WORK TO COMPLETE >>
Filter the records below, keeping only lines with the string "other".

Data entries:
Start of Block
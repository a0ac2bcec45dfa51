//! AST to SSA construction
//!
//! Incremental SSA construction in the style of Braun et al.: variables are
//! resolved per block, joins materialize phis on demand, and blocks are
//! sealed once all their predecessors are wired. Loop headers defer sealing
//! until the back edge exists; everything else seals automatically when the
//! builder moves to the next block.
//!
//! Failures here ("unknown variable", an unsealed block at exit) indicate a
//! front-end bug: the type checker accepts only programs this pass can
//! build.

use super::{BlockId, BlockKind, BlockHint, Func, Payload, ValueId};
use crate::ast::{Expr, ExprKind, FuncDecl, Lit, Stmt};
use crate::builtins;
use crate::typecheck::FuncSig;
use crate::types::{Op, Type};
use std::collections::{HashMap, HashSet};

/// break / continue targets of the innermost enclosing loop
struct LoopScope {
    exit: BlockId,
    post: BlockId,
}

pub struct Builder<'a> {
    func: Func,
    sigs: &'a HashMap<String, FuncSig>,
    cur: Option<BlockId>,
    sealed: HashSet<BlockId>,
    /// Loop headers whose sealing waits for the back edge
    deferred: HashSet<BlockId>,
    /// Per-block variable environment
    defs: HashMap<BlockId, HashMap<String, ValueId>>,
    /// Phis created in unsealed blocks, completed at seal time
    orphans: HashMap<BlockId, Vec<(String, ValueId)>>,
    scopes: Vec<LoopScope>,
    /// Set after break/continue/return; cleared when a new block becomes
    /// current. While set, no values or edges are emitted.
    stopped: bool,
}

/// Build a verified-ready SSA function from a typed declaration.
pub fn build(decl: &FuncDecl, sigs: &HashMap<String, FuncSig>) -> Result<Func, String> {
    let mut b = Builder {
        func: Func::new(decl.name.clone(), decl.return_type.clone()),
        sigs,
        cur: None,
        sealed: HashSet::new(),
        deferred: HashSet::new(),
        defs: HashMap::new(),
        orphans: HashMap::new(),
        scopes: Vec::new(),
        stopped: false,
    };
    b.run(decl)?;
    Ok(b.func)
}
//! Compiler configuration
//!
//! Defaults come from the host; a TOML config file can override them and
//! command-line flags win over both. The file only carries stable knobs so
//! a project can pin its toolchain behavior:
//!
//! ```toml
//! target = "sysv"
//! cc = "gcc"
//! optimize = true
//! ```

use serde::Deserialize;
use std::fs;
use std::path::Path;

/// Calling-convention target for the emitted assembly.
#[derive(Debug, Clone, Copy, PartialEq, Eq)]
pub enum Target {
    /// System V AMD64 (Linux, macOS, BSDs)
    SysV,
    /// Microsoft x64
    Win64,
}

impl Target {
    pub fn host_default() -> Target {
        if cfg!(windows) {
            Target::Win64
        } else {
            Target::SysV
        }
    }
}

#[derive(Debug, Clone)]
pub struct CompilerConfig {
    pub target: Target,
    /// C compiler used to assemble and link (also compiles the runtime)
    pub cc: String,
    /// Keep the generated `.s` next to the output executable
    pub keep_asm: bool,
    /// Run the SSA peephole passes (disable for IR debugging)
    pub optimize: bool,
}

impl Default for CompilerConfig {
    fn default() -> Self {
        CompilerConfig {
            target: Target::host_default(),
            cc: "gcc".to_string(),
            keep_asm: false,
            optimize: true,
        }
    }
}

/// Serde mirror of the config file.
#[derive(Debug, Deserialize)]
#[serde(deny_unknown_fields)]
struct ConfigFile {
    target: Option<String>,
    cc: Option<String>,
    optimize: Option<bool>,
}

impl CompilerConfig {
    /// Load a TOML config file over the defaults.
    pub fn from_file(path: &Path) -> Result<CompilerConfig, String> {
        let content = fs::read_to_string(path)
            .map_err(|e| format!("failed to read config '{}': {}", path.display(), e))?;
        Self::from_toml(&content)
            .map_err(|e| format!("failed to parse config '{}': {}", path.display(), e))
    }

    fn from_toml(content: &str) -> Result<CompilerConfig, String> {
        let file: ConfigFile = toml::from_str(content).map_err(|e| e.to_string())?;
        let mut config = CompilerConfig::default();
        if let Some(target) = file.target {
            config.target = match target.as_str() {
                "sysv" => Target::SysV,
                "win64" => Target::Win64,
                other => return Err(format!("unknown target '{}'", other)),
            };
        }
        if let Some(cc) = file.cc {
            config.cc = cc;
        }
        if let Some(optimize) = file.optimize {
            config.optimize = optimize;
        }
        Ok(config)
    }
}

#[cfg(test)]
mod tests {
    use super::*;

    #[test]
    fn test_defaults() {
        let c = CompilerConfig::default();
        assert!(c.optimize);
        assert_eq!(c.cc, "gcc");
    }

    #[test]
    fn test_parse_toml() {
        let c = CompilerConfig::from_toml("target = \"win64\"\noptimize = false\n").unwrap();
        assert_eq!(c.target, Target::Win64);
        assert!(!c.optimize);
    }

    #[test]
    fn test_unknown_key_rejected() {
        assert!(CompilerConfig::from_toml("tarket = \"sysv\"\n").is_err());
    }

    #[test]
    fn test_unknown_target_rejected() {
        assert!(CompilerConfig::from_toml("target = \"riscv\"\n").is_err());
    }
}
End of Block
Start of Block
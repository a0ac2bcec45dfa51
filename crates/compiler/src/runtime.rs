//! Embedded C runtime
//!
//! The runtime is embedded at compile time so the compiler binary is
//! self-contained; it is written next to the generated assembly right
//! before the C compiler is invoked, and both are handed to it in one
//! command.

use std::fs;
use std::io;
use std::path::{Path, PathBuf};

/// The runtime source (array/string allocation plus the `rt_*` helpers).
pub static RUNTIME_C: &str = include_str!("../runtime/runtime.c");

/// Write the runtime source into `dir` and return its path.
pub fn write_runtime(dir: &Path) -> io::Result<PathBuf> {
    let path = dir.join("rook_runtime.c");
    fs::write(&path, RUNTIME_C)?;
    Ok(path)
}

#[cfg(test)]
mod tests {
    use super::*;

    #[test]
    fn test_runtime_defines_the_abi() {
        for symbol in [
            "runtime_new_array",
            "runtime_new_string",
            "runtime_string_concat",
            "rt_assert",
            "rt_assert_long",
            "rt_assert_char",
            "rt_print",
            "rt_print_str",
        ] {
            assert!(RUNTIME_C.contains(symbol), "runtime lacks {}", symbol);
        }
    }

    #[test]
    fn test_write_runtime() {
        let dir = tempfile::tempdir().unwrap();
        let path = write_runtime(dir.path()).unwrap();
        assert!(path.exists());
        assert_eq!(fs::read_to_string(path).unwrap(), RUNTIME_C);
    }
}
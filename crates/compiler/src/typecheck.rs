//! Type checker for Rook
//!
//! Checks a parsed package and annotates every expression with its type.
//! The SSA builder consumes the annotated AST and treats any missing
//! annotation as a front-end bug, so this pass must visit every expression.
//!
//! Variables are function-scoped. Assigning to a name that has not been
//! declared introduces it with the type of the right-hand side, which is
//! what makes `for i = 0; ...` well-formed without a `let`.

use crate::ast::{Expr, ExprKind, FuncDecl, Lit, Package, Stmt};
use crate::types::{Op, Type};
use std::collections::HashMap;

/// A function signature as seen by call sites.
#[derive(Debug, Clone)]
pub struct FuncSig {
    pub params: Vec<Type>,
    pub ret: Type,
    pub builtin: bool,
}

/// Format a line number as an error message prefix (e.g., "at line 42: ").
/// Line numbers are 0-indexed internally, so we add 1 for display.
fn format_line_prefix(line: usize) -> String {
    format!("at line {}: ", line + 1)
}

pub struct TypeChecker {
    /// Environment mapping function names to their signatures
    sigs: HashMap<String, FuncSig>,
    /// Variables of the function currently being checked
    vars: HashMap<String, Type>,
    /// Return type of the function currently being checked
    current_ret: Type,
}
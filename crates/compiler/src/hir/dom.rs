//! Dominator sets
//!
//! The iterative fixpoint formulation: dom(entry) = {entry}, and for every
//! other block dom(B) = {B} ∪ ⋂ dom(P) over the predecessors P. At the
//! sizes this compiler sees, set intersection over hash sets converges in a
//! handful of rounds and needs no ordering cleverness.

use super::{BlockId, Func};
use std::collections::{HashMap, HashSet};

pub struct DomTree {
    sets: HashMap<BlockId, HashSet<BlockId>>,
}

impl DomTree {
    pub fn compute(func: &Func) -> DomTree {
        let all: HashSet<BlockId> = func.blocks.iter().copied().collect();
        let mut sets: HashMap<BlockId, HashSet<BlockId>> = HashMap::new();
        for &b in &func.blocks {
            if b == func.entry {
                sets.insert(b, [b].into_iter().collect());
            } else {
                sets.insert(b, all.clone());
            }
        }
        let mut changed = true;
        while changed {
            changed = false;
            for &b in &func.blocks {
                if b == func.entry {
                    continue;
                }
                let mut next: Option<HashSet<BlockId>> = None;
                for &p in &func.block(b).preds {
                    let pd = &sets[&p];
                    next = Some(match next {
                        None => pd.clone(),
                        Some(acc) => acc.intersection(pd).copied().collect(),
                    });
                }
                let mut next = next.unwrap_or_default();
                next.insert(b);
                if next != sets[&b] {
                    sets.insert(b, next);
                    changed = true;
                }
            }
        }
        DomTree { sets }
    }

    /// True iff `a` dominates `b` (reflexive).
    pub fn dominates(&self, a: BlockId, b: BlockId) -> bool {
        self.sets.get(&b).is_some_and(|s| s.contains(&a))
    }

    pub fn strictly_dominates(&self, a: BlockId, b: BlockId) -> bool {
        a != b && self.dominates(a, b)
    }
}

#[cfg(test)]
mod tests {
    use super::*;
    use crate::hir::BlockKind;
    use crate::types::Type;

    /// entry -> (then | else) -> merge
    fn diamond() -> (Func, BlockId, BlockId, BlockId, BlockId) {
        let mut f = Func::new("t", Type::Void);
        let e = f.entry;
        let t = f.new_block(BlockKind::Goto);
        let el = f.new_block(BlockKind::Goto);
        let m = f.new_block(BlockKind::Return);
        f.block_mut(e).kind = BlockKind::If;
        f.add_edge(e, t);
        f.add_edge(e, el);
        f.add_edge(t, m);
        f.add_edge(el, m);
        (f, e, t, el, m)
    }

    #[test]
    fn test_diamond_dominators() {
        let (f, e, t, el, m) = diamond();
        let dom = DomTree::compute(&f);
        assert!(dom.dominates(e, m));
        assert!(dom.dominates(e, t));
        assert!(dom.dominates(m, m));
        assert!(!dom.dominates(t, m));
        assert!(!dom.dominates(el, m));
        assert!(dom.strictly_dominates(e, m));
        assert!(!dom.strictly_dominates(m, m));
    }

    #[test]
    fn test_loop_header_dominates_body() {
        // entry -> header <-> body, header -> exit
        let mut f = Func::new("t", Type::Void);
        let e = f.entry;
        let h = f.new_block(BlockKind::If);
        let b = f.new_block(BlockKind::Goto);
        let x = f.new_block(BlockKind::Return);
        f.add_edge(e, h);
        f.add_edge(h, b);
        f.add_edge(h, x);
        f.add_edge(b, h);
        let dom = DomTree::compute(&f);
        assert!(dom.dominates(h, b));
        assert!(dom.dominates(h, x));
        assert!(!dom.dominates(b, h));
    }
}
End of Block
ANSWER TO THIS EXERCISE >>
                other => return Err(format!("unknown target '{}'", other)),
//! other block dom(B) = {B} ∪ ⋂ dom(P) over the predecessors P. At the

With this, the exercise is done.